Task goal → Look for the word "origin" in the data below, and copy every line that holds it.

Material provided →
══════════
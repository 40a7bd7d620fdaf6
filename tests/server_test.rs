// ABOUTME: Integration tests for router assembly, health endpoints, and middleware
// ABOUTME: Verifies request-id propagation and that CORS exposes the offline marker header
//
// SPDX-License-Identifier: MIT OR Apache-2.0
// Copyright (c) 2025 Pierre Fitness Intelligence

#![allow(clippy::unwrap_used, clippy::expect_used, clippy::panic)]
#![allow(missing_docs)]

mod common;
mod helpers;

use axum::http::StatusCode;
use common::{create_test_router, create_test_router_for_env, unreachable_backend_url};
use helpers::axum_test::AxumTestRequest;
use serde_json::Value;

#[tokio::test]
async fn test_health_reports_configuration_without_backend() {
    let backend_url = unreachable_backend_url();
    let response = AxumTestRequest::get("/health")
        .send(create_test_router_for_env(&backend_url, "testing"))
        .await
        .assert_status(StatusCode::OK);

    let body: Value = response.json();
    assert_eq!(body["status"], "healthy");
    assert_eq!(body["service"], "rag-chatkit-proxy");
    assert_eq!(body["environment"], "testing");
    assert_eq!(body["backend_url"], backend_url);
    assert!(body["timestamp"].is_string());
}

#[tokio::test]
async fn test_ready_endpoint() {
    let response = AxumTestRequest::get("/ready")
        .send(create_test_router(&unreachable_backend_url()))
        .await
        .assert_status(StatusCode::OK);

    let body: Value = response.json();
    assert_eq!(body["status"], "ready");
}

#[tokio::test]
async fn test_request_id_is_generated_and_echoed() {
    let router = create_test_router(&unreachable_backend_url());
    let response = AxumTestRequest::get("/health").send(router).await;
    assert!(response.header("x-request-id").is_some_and(|id| !id.is_empty()));

    let router = create_test_router(&unreachable_backend_url());
    let response = AxumTestRequest::get("/health")
        .header("x-request-id", "req-123")
        .send(router)
        .await;
    assert_eq!(response.header("x-request-id"), Some("req-123"));
}

#[tokio::test]
async fn test_cors_exposes_backend_status_header() {
    let response = AxumTestRequest::get("/health")
        .header("origin", "http://localhost:3001")
        .send(create_test_router(&unreachable_backend_url()))
        .await
        .assert_status(StatusCode::OK);

    assert_eq!(response.header("access-control-allow-origin"), Some("*"));
    let exposed = response
        .header("access-control-expose-headers")
        .unwrap()
        .to_lowercase();
    assert!(exposed.contains("x-rag-backend-status"));
}

#[tokio::test]
async fn test_unknown_route_is_not_found() {
    AxumTestRequest::get("/api/unknown")
        .send(create_test_router(&unreachable_backend_url()))
        .await
        .assert_status(StatusCode::NOT_FOUND);
}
══════════
Result for this exercise →
        .header("origin", "http://localhost:3001")
    assert_eq!(response.header("access-control-allow-origin"), Some("*"));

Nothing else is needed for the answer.